Exercise instructions:
Give again, word for word, each line below starting at the one that contains "let mut out" and ending at the one that contains "pub fn display_links(reference: &Reference)".

Given entries:
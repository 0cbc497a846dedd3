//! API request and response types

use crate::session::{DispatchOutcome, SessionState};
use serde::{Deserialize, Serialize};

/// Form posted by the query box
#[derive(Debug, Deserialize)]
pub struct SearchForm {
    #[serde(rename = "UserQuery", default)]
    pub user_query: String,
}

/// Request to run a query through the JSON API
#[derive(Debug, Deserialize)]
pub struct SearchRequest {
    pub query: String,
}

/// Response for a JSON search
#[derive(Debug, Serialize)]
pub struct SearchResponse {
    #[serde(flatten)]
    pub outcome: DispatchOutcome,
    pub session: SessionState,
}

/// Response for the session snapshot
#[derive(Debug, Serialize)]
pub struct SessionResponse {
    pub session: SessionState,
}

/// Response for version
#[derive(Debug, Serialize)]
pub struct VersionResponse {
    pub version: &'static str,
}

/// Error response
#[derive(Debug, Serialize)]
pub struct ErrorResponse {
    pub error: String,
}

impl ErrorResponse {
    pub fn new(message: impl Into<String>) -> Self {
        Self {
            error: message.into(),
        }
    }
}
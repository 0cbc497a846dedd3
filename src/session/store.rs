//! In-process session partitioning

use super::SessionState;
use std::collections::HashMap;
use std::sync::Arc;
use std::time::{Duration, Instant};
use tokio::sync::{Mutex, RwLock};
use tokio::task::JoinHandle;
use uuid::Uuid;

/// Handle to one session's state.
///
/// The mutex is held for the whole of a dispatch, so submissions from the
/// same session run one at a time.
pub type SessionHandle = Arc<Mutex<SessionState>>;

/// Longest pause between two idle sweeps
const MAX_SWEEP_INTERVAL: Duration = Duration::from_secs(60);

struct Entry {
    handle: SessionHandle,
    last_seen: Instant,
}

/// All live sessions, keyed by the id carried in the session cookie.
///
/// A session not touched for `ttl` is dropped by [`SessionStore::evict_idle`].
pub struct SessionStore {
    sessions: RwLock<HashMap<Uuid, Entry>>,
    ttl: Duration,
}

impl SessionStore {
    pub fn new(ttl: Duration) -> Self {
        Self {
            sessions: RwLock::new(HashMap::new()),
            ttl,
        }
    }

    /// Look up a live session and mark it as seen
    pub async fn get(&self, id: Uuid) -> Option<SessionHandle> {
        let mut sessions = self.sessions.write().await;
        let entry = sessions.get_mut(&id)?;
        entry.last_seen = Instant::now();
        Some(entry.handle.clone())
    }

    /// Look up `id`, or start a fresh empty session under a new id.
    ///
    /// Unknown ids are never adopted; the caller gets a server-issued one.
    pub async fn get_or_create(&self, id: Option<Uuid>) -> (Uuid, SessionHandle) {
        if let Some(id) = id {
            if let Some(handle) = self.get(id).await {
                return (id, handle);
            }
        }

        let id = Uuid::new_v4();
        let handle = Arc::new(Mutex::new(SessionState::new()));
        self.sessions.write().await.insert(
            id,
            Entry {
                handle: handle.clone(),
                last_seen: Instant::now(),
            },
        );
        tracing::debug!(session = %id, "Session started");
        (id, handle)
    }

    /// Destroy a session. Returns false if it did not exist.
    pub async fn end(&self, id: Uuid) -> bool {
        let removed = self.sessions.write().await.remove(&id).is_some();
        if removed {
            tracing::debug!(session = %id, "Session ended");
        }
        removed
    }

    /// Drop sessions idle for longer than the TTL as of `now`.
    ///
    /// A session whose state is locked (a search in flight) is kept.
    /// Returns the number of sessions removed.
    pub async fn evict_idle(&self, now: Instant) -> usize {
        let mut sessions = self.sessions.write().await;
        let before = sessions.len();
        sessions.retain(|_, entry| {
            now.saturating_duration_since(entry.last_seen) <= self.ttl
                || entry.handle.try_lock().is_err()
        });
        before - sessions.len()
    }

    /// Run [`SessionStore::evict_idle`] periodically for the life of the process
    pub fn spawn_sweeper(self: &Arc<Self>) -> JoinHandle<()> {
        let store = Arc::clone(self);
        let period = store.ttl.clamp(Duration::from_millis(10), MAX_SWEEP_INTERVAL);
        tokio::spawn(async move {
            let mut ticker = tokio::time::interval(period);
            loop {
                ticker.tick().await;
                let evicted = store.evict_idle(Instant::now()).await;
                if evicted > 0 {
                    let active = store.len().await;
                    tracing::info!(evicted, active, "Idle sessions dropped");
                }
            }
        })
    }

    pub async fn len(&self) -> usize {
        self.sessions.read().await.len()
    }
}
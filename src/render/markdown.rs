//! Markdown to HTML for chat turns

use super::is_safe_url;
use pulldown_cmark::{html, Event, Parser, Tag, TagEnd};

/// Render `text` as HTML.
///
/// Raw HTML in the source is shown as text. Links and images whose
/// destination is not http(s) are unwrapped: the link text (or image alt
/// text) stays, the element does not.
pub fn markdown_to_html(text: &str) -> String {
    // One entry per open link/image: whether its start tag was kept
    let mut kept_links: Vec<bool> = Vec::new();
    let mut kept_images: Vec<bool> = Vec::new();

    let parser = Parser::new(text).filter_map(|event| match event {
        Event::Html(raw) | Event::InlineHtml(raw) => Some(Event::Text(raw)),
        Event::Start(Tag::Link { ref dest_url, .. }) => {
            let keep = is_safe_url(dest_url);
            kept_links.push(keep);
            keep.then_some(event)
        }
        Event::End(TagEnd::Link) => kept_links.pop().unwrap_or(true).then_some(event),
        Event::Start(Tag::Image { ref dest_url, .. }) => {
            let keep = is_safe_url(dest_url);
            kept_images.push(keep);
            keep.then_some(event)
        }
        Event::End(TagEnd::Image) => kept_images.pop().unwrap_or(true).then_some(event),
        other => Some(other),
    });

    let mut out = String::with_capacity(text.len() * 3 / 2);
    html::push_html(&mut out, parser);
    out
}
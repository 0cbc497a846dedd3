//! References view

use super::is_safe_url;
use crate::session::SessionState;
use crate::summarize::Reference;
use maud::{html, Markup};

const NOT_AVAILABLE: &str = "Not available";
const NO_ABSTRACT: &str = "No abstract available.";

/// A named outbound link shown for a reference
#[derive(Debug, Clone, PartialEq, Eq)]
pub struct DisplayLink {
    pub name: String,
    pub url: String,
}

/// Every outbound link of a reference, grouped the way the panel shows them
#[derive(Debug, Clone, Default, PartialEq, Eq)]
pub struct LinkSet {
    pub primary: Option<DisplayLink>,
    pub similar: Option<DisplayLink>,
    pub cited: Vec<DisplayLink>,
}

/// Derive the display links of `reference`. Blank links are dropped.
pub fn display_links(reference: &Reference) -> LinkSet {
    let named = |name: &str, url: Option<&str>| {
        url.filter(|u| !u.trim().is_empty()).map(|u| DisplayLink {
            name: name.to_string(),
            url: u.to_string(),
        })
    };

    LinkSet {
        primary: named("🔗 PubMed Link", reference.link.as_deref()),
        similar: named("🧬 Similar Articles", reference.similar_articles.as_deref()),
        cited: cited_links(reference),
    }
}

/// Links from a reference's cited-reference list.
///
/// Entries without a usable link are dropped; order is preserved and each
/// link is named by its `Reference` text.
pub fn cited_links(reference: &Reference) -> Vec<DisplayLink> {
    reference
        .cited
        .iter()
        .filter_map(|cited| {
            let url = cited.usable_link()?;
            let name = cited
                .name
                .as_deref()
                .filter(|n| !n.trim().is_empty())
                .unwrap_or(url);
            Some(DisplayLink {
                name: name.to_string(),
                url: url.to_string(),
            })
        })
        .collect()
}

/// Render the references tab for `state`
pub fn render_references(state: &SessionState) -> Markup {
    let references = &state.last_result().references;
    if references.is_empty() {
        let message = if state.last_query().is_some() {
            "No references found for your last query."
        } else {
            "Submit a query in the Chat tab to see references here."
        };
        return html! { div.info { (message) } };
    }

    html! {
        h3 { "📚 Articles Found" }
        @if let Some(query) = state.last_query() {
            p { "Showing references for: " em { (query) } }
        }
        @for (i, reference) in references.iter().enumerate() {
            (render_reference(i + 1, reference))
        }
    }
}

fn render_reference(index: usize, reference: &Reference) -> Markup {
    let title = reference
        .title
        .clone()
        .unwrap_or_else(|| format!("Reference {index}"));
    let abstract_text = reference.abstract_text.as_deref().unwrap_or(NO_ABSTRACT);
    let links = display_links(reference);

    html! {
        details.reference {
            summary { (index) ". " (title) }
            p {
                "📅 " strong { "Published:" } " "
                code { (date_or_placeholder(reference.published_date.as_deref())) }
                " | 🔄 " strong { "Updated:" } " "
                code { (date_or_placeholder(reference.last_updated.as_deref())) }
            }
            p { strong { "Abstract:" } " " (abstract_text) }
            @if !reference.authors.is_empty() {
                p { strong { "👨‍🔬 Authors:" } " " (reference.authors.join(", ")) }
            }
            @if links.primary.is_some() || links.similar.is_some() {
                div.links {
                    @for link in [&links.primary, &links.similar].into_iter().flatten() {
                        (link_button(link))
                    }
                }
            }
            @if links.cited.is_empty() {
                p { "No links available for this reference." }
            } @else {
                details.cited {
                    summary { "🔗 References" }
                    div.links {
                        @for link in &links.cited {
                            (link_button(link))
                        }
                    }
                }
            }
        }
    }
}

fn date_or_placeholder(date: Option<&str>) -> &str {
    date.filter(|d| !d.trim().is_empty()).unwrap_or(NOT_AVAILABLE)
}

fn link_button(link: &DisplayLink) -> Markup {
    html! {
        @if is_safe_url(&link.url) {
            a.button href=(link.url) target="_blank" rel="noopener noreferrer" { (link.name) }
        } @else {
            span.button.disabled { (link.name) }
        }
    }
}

Answer to this problem:
    let mut out = String::with_capacity(text.len() * 3 / 2);
    html::push_html(&mut out, parser);
    out
}
repository 0cbc497a846dedd3
//! References view

use super::is_safe_url;
use crate::session::SessionState;
use crate::summarize::Reference;
use maud::{html, Markup};

const NOT_AVAILABLE: &str = "Not available";
const NO_ABSTRACT: &str = "No abstract available.";

/// A named outbound link shown for a reference
#[derive(Debug, Clone, PartialEq, Eq)]
pub struct DisplayLink {
    pub name: String,
    pub url: String,
}

/// Every outbound link of a reference, grouped the way the panel shows them
#[derive(Debug, Clone, Default, PartialEq, Eq)]
pub struct LinkSet {
    pub primary: Option<DisplayLink>,
    pub similar: Option<DisplayLink>,
    pub cited: Vec<DisplayLink>,
}

/// Derive the display links of `reference`. Blank links are dropped.
pub fn display_links(reference: &Reference) -> LinkSet {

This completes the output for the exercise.